◆ TASK DIRECTIONS: Write out the data again in full, keeping every character the same.

◆ RECORDS PROVIDED:

════════════════

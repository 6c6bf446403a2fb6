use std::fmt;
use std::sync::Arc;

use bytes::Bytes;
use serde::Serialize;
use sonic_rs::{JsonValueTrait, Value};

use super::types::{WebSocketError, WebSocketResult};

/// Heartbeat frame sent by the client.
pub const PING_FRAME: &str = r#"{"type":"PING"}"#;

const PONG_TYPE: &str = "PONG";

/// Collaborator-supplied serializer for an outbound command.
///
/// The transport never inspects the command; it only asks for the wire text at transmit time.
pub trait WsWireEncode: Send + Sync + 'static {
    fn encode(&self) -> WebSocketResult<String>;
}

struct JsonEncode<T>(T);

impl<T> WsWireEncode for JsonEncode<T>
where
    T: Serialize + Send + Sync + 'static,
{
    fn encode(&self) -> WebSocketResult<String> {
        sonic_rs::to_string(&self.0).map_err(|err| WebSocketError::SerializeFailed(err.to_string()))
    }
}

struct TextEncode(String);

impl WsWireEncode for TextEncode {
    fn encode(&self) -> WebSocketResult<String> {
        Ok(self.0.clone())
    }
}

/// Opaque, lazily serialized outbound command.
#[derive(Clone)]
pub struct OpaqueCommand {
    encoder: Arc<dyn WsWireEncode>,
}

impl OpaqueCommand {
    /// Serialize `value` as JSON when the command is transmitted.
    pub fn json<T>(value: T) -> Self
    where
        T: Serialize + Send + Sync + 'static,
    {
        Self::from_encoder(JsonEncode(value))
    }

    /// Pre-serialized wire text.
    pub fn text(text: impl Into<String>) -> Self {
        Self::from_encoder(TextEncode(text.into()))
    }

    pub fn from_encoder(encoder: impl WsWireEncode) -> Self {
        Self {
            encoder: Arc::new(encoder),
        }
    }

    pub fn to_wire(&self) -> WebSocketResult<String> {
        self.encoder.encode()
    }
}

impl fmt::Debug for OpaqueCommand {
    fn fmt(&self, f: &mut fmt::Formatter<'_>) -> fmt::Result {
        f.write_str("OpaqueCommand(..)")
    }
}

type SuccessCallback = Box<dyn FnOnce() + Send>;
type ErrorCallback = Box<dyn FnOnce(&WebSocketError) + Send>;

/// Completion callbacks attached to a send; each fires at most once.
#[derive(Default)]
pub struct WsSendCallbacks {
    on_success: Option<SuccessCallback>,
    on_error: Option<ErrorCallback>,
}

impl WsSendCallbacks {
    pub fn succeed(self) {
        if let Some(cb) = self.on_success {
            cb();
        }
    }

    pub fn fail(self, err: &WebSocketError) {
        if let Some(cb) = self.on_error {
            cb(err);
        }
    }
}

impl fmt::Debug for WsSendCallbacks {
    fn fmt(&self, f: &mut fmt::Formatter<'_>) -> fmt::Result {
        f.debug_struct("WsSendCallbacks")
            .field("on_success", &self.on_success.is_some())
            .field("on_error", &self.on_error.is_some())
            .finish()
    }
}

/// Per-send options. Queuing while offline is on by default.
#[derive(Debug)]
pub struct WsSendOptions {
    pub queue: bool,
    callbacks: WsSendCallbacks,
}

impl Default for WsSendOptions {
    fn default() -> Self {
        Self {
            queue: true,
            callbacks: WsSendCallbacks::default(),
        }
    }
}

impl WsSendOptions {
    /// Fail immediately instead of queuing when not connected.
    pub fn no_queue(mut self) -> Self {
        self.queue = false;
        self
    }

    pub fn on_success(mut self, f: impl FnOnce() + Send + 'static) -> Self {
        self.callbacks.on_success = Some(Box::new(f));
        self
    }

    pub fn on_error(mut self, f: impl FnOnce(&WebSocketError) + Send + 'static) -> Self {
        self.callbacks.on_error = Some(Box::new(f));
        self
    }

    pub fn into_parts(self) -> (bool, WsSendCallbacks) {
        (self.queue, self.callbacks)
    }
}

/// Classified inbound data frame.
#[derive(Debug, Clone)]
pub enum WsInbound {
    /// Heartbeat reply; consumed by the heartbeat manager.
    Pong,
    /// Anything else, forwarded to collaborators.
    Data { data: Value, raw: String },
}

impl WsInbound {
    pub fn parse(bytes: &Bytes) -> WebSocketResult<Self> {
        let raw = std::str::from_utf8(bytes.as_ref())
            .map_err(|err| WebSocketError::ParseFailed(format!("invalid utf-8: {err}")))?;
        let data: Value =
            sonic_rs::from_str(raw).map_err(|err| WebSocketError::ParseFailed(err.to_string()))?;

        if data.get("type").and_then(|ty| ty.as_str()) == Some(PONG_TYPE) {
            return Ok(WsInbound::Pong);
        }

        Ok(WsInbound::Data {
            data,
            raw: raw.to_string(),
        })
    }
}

════════════════

◆ RESULT BELOW:
repository 6c6bf446403a2fb6
use std::fmt;
use std::sync::Arc;

use bytes::Bytes;
use serde::Serialize;
use sonic_rs::{JsonValueTrait, Value};

use super::types::{WebSocketError, WebSocketResult};

/// Heartbeat frame sent by the client.
pub const PING_FRAME: &str = r#"{"type":"PING"}"#;

const PONG_TYPE: &str = "PONG";

/// Collaborator-supplied serializer for an outbound command.
///
/// The transport never inspects the command; it only asks for the wire text at transmit time.
pub trait WsWireEncode: Send + Sync + 'static {
    fn encode(&self) -> WebSocketResult<String>;
}

struct JsonEncode<T>(T);

impl<T> WsWireEncode for JsonEncode<T>
where
    T: Serialize + Send + Sync + 'static,
{
    fn encode(&self) -> WebSocketResult<String> {
        sonic_rs::to_string(&self.0).map_err(|err| WebSocketError::SerializeFailed(err.to_string()))
    }
}

struct TextEncode(String);

impl WsWireEncode for TextEncode {
    fn encode(&self) -> WebSocketResult<String> {
        Ok(self.0.clone())
    }
}

/// Opaque, lazily serialized outbound command.
#[derive(Clone)]
pub struct OpaqueCommand {
    encoder: Arc<dyn WsWireEncode>,
}

impl OpaqueCommand {
    /// Serialize `value` as JSON when the command is transmitted.
    pub fn json<T>(value: T) -> Self
    where
        T: Serialize + Send + Sync + 'static,
    {
        Self::from_encoder(JsonEncode(value))
    }

    /// Pre-serialized wire text.
    pub fn text(text: impl Into<String>) -> Self {
        Self::from_encoder(TextEncode(text.into()))
    }

    pub fn from_encoder(encoder: impl WsWireEncode) -> Self {
        Self {
            encoder: Arc::new(encoder),
        }
    }

    pub fn to_wire(&self) -> WebSocketResult<String> {
        self.encoder.encode()
    }
}

impl fmt::Debug for OpaqueCommand {
    fn fmt(&self, f: &mut fmt::Formatter<'_>) -> fmt::Result {
        f.write_str("OpaqueCommand(..)")
    }
}

type SuccessCallback = Box<dyn FnOnce() + Send>;
type ErrorCallback = Box<dyn FnOnce(&WebSocketError) + Send>;

/// Completion callbacks attached to a send; each fires at most once.
#[derive(Default)]
pub struct WsSendCallbacks {
    on_success: Option<SuccessCallback>,
    on_error: Option<ErrorCallback>,
}

impl WsSendCallbacks {
    pub fn succeed(self) {
        if let Some(cb) = self.on_success {
            cb();
        }
    }

    pub fn fail(self, err: &WebSocketError) {
        if let Some(cb) = self.on_error {
            cb(err);
        }
    }
}

impl fmt::Debug for WsSendCallbacks {
    fn fmt(&self, f: &mut fmt::Formatter<'_>) -> fmt::Result {
        f.debug_struct("WsSendCallbacks")
            .field("on_success", &self.on_success.is_some())
            .field("on_error", &self.on_error.is_some())
            .finish()
    }
}

/// Per-send options. Queuing while offline is on by default.
#[derive(Debug)]
pub struct WsSendOptions {
    pub queue: bool,
    callbacks: WsSendCallbacks,
}

impl Default for WsSendOptions {
    fn default() -> Self {
        Self {
            queue: true,
            callbacks: WsSendCallbacks::default(),
        }
    }
}

impl WsSendOptions {
    /// Fail immediately instead of queuing when not connected.
    pub fn no_queue(mut self) -> Self {
        self.queue = false;
        self
    }

    pub fn on_success(mut self, f: impl FnOnce() + Send + 'static) -> Self {
        self.callbacks.on_success = Some(Box::new(f));
        self
    }

    pub fn on_error(mut self, f: impl FnOnce(&WebSocketError) + Send + 'static) -> Self {
        self.callbacks.on_error = Some(Box::new(f));
        self
    }

    pub fn into_parts(self) -> (bool, WsSendCallbacks) {
        (self.queue, self.callbacks)
    }
}

/// Classified inbound data frame.
#[derive(Debug, Clone)]
pub enum WsInbound {
    /// Heartbeat reply; consumed by the heartbeat manager.
    Pong,
    /// Anything else, forwarded to collaborators.
    Data { data: Value, raw: String },
}

impl WsInbound {
    pub fn parse(bytes: &Bytes) -> WebSocketResult<Self> {
        let raw = std::str::from_utf8(bytes.as_ref())
            .map_err(|err| WebSocketError::ParseFailed(format!("invalid utf-8: {err}")))?;
        let data: Value =
            sonic_rs::from_str(raw).map_err(|err| WebSocketError::ParseFailed(err.to_string()))?;

        if data.get("type").and_then(|ty| ty.as_str()) == Some(PONG_TYPE) {
            return Ok(WsInbound::Pong);
        }

        Ok(WsInbound::Data {
            data,
            raw: raw.to_string(),
        })
    }
}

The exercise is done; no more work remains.